Dear Editor,
I refer to Mr Chris Ram’s epistle, ‘Ramkarran has disregarded essential facts in his comments on the 1961 and 2003 finance Acts‘ (SN, Feb 29). Admittedly, I am not familiar with either Act and I have not read Senior Counsel Ralph Ramkarran’s column which was critiqued by Mr Ram. Mr Ramkarran is an expert on constitutional law and so I defer to him on that matter. It is well established that he is known to be a careful writer whose legal skills and choice of words few, certainly not Mr Ram, can match. What interests me and colleagues in New York is Mr Ram’s failure to critique the APNU and AFC opposition for their unwillingness to approve funds for the infrastructure of the specialty hospital which India has consented to build and their silence in Hamilton Green’s characterization of the plan to build the hospital with India’s funding. Is it that they and Mr Ram agree with Mr Green that they vote down or oppose funds for the hospital?

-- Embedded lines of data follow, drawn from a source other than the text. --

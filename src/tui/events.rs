//! Event types for the playground loop.

use crossterm::event::KeyEvent;

/// Events the playground loop reacts to.
#[derive(Debug)]
pub enum TuiEvent {
    /// User keyboard input.
    Key(KeyEvent),
    /// Bracketed paste content.
    Paste(String),
    /// The clipboard write finished, successfully or not.
    CopyCompleted,
}
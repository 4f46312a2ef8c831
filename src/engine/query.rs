//! Single-column subqueries for membership predicates.

use std::any::Any;

use crate::script::{NativeObject, ScriptError, Value};

use super::expr::{as_predicate, SqlExpr};
use super::sql;
use super::{str_arg, EngineError};

/// Builder behind `from(table).select(column).where(expr)`.
///
/// Methods return updated copies; an existing value is never changed by a
/// later call on it.
#[derive(Debug, Clone)]
pub struct QueryBuilder {
    table: String,
    column: Option<String>,
    filter: Option<SqlExpr>,
}

impl QueryBuilder {
    pub fn new(table: &str) -> Result<Self, EngineError> {
        Ok(QueryBuilder {
            table: sql::ident("table", table)?,
            column: None,
            filter: None,
        })
    }

    pub fn select(&self, column: &str) -> Result<Self, EngineError> {
        let mut next = self.clone();
        next.column = Some(sql::ident("column", column)?);
        Ok(next)
    }

    /// Successive filters are combined with `and`.
    pub fn filtered(&self, predicate: SqlExpr) -> Self {
        let mut next = self.clone();
        next.filter = Some(match &self.filter {
            Some(existing) => existing.and(&predicate),
            None => predicate,
        });
        next
    }

    /// The subquery text, without surrounding parentheses.
    pub fn render(&self) -> Result<String, EngineError> {
        let column = self.column.as_deref().ok_or_else(|| {
            EngineError::Arguments(
                "a subquery needs .select(column) before it can be used".to_string(),
            )
        })?;
        let mut out = format!("select {} from {}", column, self.table);
        if let Some(filter) = &self.filter {
            out.push_str(" where ");
            out.push_str(filter.sql());
        }
        Ok(out)
    }
}

impl NativeObject for QueryBuilder {
    fn type_name(&self) -> &'static str {
        "Query"
    }

    fn as_any(&self) -> &dyn Any {
        self
    }

    fn call_method(&self, name: &str, args: &[Value]) -> Result<Value, ScriptError> {
        match name {
            "select" => Ok(Value::native(
                self.select(str_arg("select(column)", args, 0)?)?,
            )),
            "where" => {
                let predicate = as_predicate("where(expr)", args.first())?;
                Ok(Value::native(self.filtered(predicate)))
            }
            _ => Err(ScriptError::runtime(format!(
                "{} has no method `{}`",
                self.type_name(),
                name
            ))),
        }
    }
}
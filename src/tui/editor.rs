//! Multi-line editor buffer for the playground.
//!
//! Columns are byte indices into the current line and always sit on a
//! character boundary. The buffer doubles as the [`EditorSurface`] the
//! augmentation bridge configures.

use crate::assist::{Diagnostics, EditorSurface, LanguageProfile, VirtualDoc};
use crate::script::lexer;

/// What the user was typing when completion fired.
#[derive(Debug, Clone, PartialEq, Eq)]
pub struct CompletionCx {
    /// Partial word under the cursor; may be empty.
    pub prefix: String,
    /// Byte column where the prefix starts on the cursor line.
    pub replace_from: usize,
    /// Identifier receiver before a `.`, when one can be read off the text.
    pub receiver: Option<String>,
    /// Whether the cursor sits in a member position (after a `.`).
    pub member: bool,
}

#[derive(Debug)]
pub struct EditorState {
    lines: Vec<String>,
    pub cursor_row: usize,
    pub cursor_col: usize,
    scroll_row: usize,
    tab_width: usize,
    docs: Vec<VirtualDoc>,
    diagnostics: Diagnostics,
    language: LanguageProfile,
}

impl EditorState {
    pub fn new(source: &str, tab_width: usize) -> Self {
        let mut editor = EditorState {
            lines: Vec::new(),
            cursor_row: 0,
            cursor_col: 0,
            scroll_row: 0,
            tab_width: tab_width.max(1),
            docs: Vec::new(),
            diagnostics: Diagnostics::Full,
            language: LanguageProfile::baseline(),
        };
        editor.set_source(source);
        editor
    }

    /// Replace the whole buffer and reset cursor and scroll.
    pub fn set_source(&mut self, source: &str) {
        self.lines = source.split('\n').map(str::to_string).collect();
        if self.lines.is_empty() {
            self.lines.push(String::new());
        }
        self.cursor_row = 0;
        self.cursor_col = 0;
        self.scroll_row = 0;
    }

    pub fn source(&self) -> String {
        self.lines.join("\n")
    }

    pub fn lines(&self) -> &[String] {
        &self.lines
    }

    pub fn line_count(&self) -> usize {
        self.lines.len()
    }

    fn line(&self) -> &str {
        &self.lines[self.cursor_row]
    }

    pub fn language(&self) -> &LanguageProfile {
        &self.language
    }

    pub fn diagnostics(&self) -> Diagnostics {
        self.diagnostics
    }

    pub fn docs(&self) -> &[VirtualDoc] {
        &self.docs
    }

    // ----- motion -----

    pub fn move_left(&mut self) {
        if self.cursor_col > 0 {
            let step = self.line()[..self.cursor_col]
                .chars()
                .next_back()
                .map_or(1, char::len_utf8);
            self.cursor_col -= step;
        } else if self.cursor_row > 0 {
            self.cursor_row -= 1;
            self.cursor_col = self.line().len();
        }
    }

    pub fn move_right(&mut self) {
        if self.cursor_col < self.line().len() {
            let step = self.line()[self.cursor_col..]
                .chars()
                .next()
                .map_or(1, char::len_utf8);
            self.cursor_col += step;
        } else if self.cursor_row + 1 < self.lines.len() {
            self.cursor_row += 1;
            self.cursor_col = 0;
        }
    }

    pub fn move_up(&mut self) {
        if self.cursor_row > 0 {
            self.cursor_row -= 1;
            self.clamp_col();
        }
    }

    pub fn move_down(&mut self) {
        if self.cursor_row + 1 < self.lines.len() {
            self.cursor_row += 1;
            self.clamp_col();
        }
    }

    pub fn move_home(&mut self) {
        self.cursor_col = 0;
    }

    pub fn move_end(&mut self) {
        self.cursor_col = self.line().len();
    }

    fn clamp_col(&mut self) {
        let line = &self.lines[self.cursor_row];
        if self.cursor_col > line.len() {
            self.cursor_col = line.len();
        }
        while self.cursor_col > 0 && !line.is_char_boundary(self.cursor_col) {
            self.cursor_col -= 1;
        }
    }

    // ----- editing -----

    pub fn insert_char(&mut self, c: char) {
        let col = self.cursor_col;
        self.lines[self.cursor_row].insert(col, c);
        self.cursor_col += c.len_utf8();
    }

    pub fn insert_newline(&mut self) {
        let rest = self.lines[self.cursor_row].split_off(self.cursor_col);
        self.lines.insert(self.cursor_row + 1, rest);
        self.cursor_row += 1;
        self.cursor_col = 0;
    }

    pub fn insert_tab(&mut self) {
        for _ in 0..self.tab_width {
            self.insert_char(' ');
        }
    }

    /// Insert text that may span lines; the cursor lands after it.
    pub fn insert_str(&mut self, text: &str) {
        for c in text.chars() {
            match c {
                '\n' => self.insert_newline(),
                '\r' => {}
                _ => self.insert_char(c),
            }
        }
    }

    pub fn backspace(&mut self) {
        if self.cursor_col > 0 {
            let step = self.line()[..self.cursor_col]
                .chars()
                .next_back()
                .map_or(1, char::len_utf8);
            self.cursor_col -= step;
            let col = self.cursor_col;
            self.lines[self.cursor_row].remove(col);
        } else if self.cursor_row > 0 {
            let removed = self.lines.remove(self.cursor_row);
            self.cursor_row -= 1;
            self.cursor_col = self.lines[self.cursor_row].len();
            self.lines[self.cursor_row].push_str(&removed);
        }
    }

    pub fn delete(&mut self) {
        if self.cursor_col < self.line().len() {
            let col = self.cursor_col;
            self.lines[self.cursor_row].remove(col);
        } else if self.cursor_row + 1 < self.lines.len() {
            let next = self.lines.remove(self.cursor_row + 1);
            self.lines[self.cursor_row].push_str(&next);
        }
    }

    // ----- viewport -----

    /// Adjust and return the scroll offset so the cursor stays visible in
    /// a viewport of `height` rows.
    pub fn scroll_for(&mut self, height: usize) -> usize {
        if height == 0 {
            return self.scroll_row;
        }
        if self.cursor_row < self.scroll_row {
            self.scroll_row = self.cursor_row;
        } else if self.cursor_row >= self.scroll_row + height {
            self.scroll_row = self.cursor_row + 1 - height;
        }
        self.scroll_row
    }

    // ----- completion support -----

    /// Read the completion context at the cursor: the partial word being
    /// typed and, for member positions, the receiver identifier when the
    /// text makes it plain.
    pub fn completion_cx(&self) -> CompletionCx {
        let line = self.line();
        let mut start = self.cursor_col;
        while start > 0 {
            let prev = match line[..start].chars().next_back() {
                Some(c) => c,
                None => break,
            };
            if lexer::is_ident_continue(prev) {
                start -= prev.len_utf8();
            } else {
                break;
            }
        }
        let prefix = line[start..self.cursor_col].to_string();

        let before = line[..start].chars().next_back();
        if before != Some('.') {
            return CompletionCx {
                prefix,
                replace_from: start,
                receiver: None,
                member: false,
            };
        }

        // Word before the dot, if the receiver is a bare identifier.
        let dot = start - 1;
        let mut recv_start = dot;
        while recv_start > 0 {
            let prev = match line[..recv_start].chars().next_back() {
                Some(c) => c,
                None => break,
            };
            if lexer::is_ident_continue(prev) {
                recv_start -= prev.len_utf8();
            } else {
                break;
            }
        }
        let receiver = if recv_start < dot {
            Some(line[recv_start..dot].to_string())
        } else {
            None
        };
        CompletionCx {
            prefix,
            replace_from: start,
            receiver,
            member: true,
        }
    }

    /// Replace the context's prefix with `replacement`.
    pub fn apply_completion(&mut self, cx: &CompletionCx, replacement: &str) {
        let end = self.cursor_col;
        self.lines[self.cursor_row].replace_range(cx.replace_from..end, replacement);
        self.cursor_col = cx.replace_from + replacement.len();
    }
}

impl EditorSurface for EditorState {
    fn install_doc(&mut self, doc: VirtualDoc) {
        match self.docs.iter_mut().find(|d| d.name == doc.name) {
            Some(slot) => *slot = doc,
            None => self.docs.push(doc),
        }
    }

    fn set_diagnostics(&mut self, mode: Diagnostics) {
        self.diagnostics = mode;
    }

    fn set_language(&mut self, profile: LanguageProfile) {
        self.language = profile;
    }
}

Mr Ram found a “taint of racially inspired motives” in Mr Ramkarran’s column (though Mr Ram did not implicitly or explicitly point to any). But Mr Ram found nothing wrong in the statements from Mr Green who opposes the specialty hospital.

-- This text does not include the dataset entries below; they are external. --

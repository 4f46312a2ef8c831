//! Playground application state.

use std::time::{Duration, Instant};

use crate::assist::{self, AssistIndex, TypeSnapshot};
use crate::bindings::Bindings;
use crate::catalog::{self, Example};
use crate::config::Config;
use crate::engine;
use crate::execution;
use crate::session::{Outcome, Session};

use super::editor::{CompletionCx, EditorState};

const DOUBLE_CTRL_C_TIMEOUT: Duration = Duration::from_millis(500);

/// One row of the completion popup.
#[derive(Debug, Clone)]
pub struct CompletionItem {
    /// Name shown in the list.
    pub label: String,
    /// Text spliced into the buffer on accept.
    pub insert: String,
    /// Signature or declared type shown next to the name.
    pub detail: String,
}

/// Which overlay is on screen.
#[derive(Debug)]
pub enum Popup {
    None,
    Help,
    Examples {
        selected: usize,
    },
    Completion {
        items: Vec<CompletionItem>,
        selected: usize,
        cx: CompletionCx,
    },
}

/// Application state for the playground.
pub struct App {
    /// Script buffer and cursor.
    pub editor: EditorState,
    /// Source plus the lifecycle of the latest run.
    pub session: Session,
    /// Capability registry used for every run.
    pub bindings: Bindings,
    /// Completion data from the bundled declarations.
    pub index: AssistIndex,
    /// Active overlay.
    pub popup: Popup,
    /// Whether the editor gutter shows line numbers.
    pub show_line_numbers: bool,
    /// A run was requested; the loop executes it after the next draw.
    pub pending_run: bool,
    /// Timestamp of the last Ctrl+C press for double-press detection.
    pub last_ctrl_c: Option<Instant>,
}

impl App {
    pub fn new(initial_source: Option<String>, config: &Config) -> Self {
        let source = initial_source
            .or_else(|| {
                config
                    .default_example()
                    .and_then(|name| catalog::find(&name))
                    .map(|example| example.code.to_string())
            })
            .unwrap_or_else(|| catalog::default_example().code.to_string());

        let bindings = engine::bindings();
        let snapshot = TypeSnapshot::bundled();
        let mut editor = EditorState::new(&source, config.tab_width());
        assist::configure(&mut editor, &snapshot, &bindings);
        let index = AssistIndex::build(&snapshot, &bindings);
        let session = Session::new(source);

        App {
            editor,
            session,
            bindings,
            index,
            popup: Popup::None,
            show_line_numbers: config.show_line_numbers(),
            pending_run: false,
            last_ctrl_c: None,
        }
    }

    /// Mark the buffer for execution. The run itself happens between two
    /// draws so the Running state is visible exactly once per request.
    pub fn request_run(&mut self) {
        self.session.edit(self.editor.source());
        self.session.begin_run();
        self.pending_run = true;
    }

    /// Execute the pending run and record its outcome.
    pub fn finish_run(&mut self) {
        let result = execution::execute(self.session.source(), &self.bindings);
        self.session.complete(result);
        self.pending_run = false;
    }

    /// Mirror a buffer change into the session, invalidating any prior
    /// result and copy ack. Cursor motion leaves the source unchanged
    /// and keeps the result.
    pub fn note_edit(&mut self) {
        let source = self.editor.source();
        if source != self.session.source() {
            self.session.edit(source);
        }
    }

    pub fn load_example(&mut self, example: &Example) {
        self.editor.set_source(example.code);
        self.session.load(example);
        self.popup = Popup::None;
    }

    pub fn open_help(&mut self) {
        self.popup = Popup::Help;
    }

    pub fn open_examples(&mut self) {
        self.popup = Popup::Examples { selected: 0 };
    }

    pub fn close_popup(&mut self) {
        self.popup = Popup::None;
    }

    pub fn is_popup_open(&self) -> bool {
        !matches!(self.popup, Popup::None)
    }

    /// Open the completion popup for the word under the cursor. Stays
    /// closed when nothing matches.
    pub fn open_completion(&mut self) {
        let cx = self.editor.completion_cx();
        let items = self.completion_items(&cx);
        if items.is_empty() {
            return;
        }
        self.popup = Popup::Completion {
            items,
            selected: 0,
            cx,
        };
    }

    fn completion_items(&self, cx: &CompletionCx) -> Vec<CompletionItem> {
        if cx.member {
            let typed = cx
                .receiver
                .as_deref()
                .and_then(|receiver| self.index.global_type(receiver));
            let members = match typed {
                Some(type_name) => self.index.complete_member(type_name, &cx.prefix),
                None => self.index.complete_any_member(&cx.prefix),
            };
            members
                .into_iter()
                .map(|member| CompletionItem {
                    label: member.name.clone(),
                    insert: call_insert(&member.name, &member.signature),
                    detail: member.signature.clone(),
                })
                .collect()
        } else {
            self.index
                .complete_global(&cx.prefix)
                .into_iter()
                .map(|hint| CompletionItem {
                    label: hint.name.clone(),
                    insert: if hint.type_name.contains("=>") {
                        format!("{}(", hint.name)
                    } else {
                        hint.name.clone()
                    },
                    detail: hint.type_name.clone(),
                })
                .collect()
        }
    }

    /// Splice the selected completion into the buffer.
    pub fn accept_completion(&mut self) {
        if let Popup::Completion { items, selected, cx } = &self.popup {
            if let Some(item) = items.get(*selected) {
                let insert = item.insert.clone();
                let cx = cx.clone();
                self.editor.apply_completion(&cx, &insert);
            }
        }
        self.popup = Popup::None;
        self.note_edit();
    }

    pub fn select_next(&mut self) {
        match &mut self.popup {
            Popup::Examples { selected } => {
                *selected = (*selected + 1) % catalog::all().len();
            }
            Popup::Completion { items, selected, .. } => {
                *selected = (*selected + 1) % items.len();
            }
            _ => {}
        }
    }

    pub fn select_prev(&mut self) {
        match &mut self.popup {
            Popup::Examples { selected } => {
                let len = catalog::all().len();
                *selected = (*selected + len - 1) % len;
            }
            Popup::Completion { items, selected, .. } => {
                let len = items.len();
                *selected = (*selected + len - 1) % len;
            }
            _ => {}
        }
    }

    /// Handle Ctrl+C: the first press closes any popup and arms the
    /// timer, a second press within the window quits.
    pub fn handle_ctrl_c(&mut self) -> bool {
        let now = Instant::now();
        if let Some(last) = self.last_ctrl_c {
            if now.duration_since(last) <= DOUBLE_CTRL_C_TIMEOUT {
                return true;
            }
        }
        self.popup = Popup::None;
        self.last_ctrl_c = Some(now);
        false
    }

    /// Status line for the bottom bar.
    pub fn status_line(&self, now: Instant) -> String {
        if self.session.copy_acknowledged(now) {
            return "SQL copied to clipboard".to_string();
        }
        if let Some(last) = self.last_ctrl_c {
            if now.duration_since(last) <= DOUBLE_CTRL_C_TIMEOUT {
                return "press Ctrl+C again to quit".to_string();
            }
        }
        match self.session.outcome() {
            Outcome::Running => "running...".to_string(),
            _ => {
                "ctrl+r run | ctrl+y copy | ctrl+e examples | tab complete | f1 help | ctrl+q quit"
                    .to_string()
            }
        }
    }
}

/// Insertion text for a method completion: zero-argument calls close the
/// parens, anything else leaves them open for the arguments.
fn call_insert(name: &str, signature: &str) -> String {
    match signature.split_once('(') {
        Some((_, rest)) if rest.starts_with(')') => format!("{name}()"),
        Some(_) => format!("{name}("),
        None => name.to_string(),
    }
}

Mr Green implied that India is attempting to colonize Guyana by building the hospital – a modern hospital that will perform surgeries that Guyanese normally go abroad to have done and that will cost less than a quarter in Guyana than they do abroad. And incidentally eight Guyanese of varied racial and religious backgrounds received surgeries successfully in India over the last two weeks. With the specialty hospital in Guyana, ailing Guyanese won’t need to travel overseas for corrective operations. The specialty hospital will benefit Guyanese not Indian nationals or India, and it will be a financial burden to India not Guyana. But Mr Green, a member of the PNC and now APNU, sees it in racial terms. Yet Mr Ram has no problem with such a narrow view. Does the AFC share Mr Ram’s position? And does it agree with Mr Green?

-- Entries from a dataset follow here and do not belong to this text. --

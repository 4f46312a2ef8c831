use std::fs::File;
use std::io::{self, Read};
use std::process::ExitCode;
use std::sync::Mutex;

use anyhow::{bail, Context, Result};
use is_terminal::IsTerminal;
use tracing_subscriber::EnvFilter;

use rlspad::{catalog, cli::Cli, config::Config, handlers};

#[tokio::main]
async fn main() -> Result<ExitCode> {
    let args = Cli::parse();
    let cfg = Config::load();
    init_tracing(&cfg)?;

    // Color only when requested and the output is a terminal.
    let stdout_is_tty = io::stdout().is_terminal();
    let color = !args.no_color && cfg.color_output() && stdout_is_tty;
    let plain = args.no_color || !stdout_is_tty;

    if args.list_examples {
        handlers::examples::list(plain);
        return Ok(ExitCode::SUCCESS);
    }
    if let Some(name) = &args.show_example {
        handlers::examples::show(name, plain)?;
        return Ok(ExitCode::SUCCESS);
    }

    // Resolve the script source: --eval, --example, a file, then piped
    // stdin. An interactive stdin with no source opens the playground.
    let stdin_is_tty = io::stdin().is_terminal();
    let source = if let Some(code) = &args.eval {
        Some(code.clone())
    } else if let Some(name) = &args.example {
        let example = catalog::find(name)
            .with_context(|| format!("no example named `{name}`; try --list-examples"))?;
        Some(example.code.to_string())
    } else if let Some(path) = &args.script {
        Some(std::fs::read_to_string(path).with_context(|| format!("cannot read {path}"))?)
    } else if !stdin_is_tty {
        let mut buf = String::new();
        io::stdin().read_to_string(&mut buf)?;
        if buf.trim().is_empty() {
            None
        } else {
            Some(buf)
        }
    } else {
        None
    };

    match source {
        Some(source) if args.check => Ok(exit_code(handlers::run::check(&source, color))),
        Some(source) if args.playground => {
            handlers::playground::run(Some(source), &cfg).await?;
            Ok(ExitCode::SUCCESS)
        }
        Some(source) => Ok(exit_code(handlers::run::run(&source, args.json, color)?)),
        None if args.check => bail!("--check needs a script, --eval, --example, or piped input"),
        None => {
            handlers::playground::run(None, &cfg).await?;
            Ok(ExitCode::SUCCESS)
        }
    }
}

fn exit_code(code: i32) -> ExitCode {
    ExitCode::from(code.clamp(0, u8::MAX as i32) as u8)
}

/// Route tracing through RLSPAD_LOG; LOG_FILE in the config redirects
/// output away from stderr so the playground screen stays clean.
fn init_tracing(cfg: &Config) -> Result<()> {
    let filter = EnvFilter::try_from_env("RLSPAD_LOG").unwrap_or_else(|_| EnvFilter::new("warn"));
    match cfg.log_file() {
        Some(path) => {
            let file = File::create(&path)
                .with_context(|| format!("cannot open log file {}", path.display()))?;
            tracing_subscriber::fmt()
                .with_env_filter(filter)
                .with_writer(Mutex::new(file))
                .with_ansi(false)
                .init();
        }
        None => {
            tracing_subscriber::fmt()
                .with_env_filter(filter)
                .with_writer(io::stderr)
                .init();
        }
    }
    Ok(())
}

I am all in favour of proper accountability in the use of taxpayers’ money and I think Mr Ram should use his accounting skills to question government’s expenditures. It is well known that Mr Ram is with the opposition. That does not mean that he has to agree with every act of the opposition. I think the groundwork for the specialty hospital should be funded, and yes, there should be proper accountability for it.
Since the opposition controls the majority, accountability is not the issue. So why oppose the funding of the hospital? It will benefit all Guyanese regardless of race even though the bulk of the skills and funding will come from India.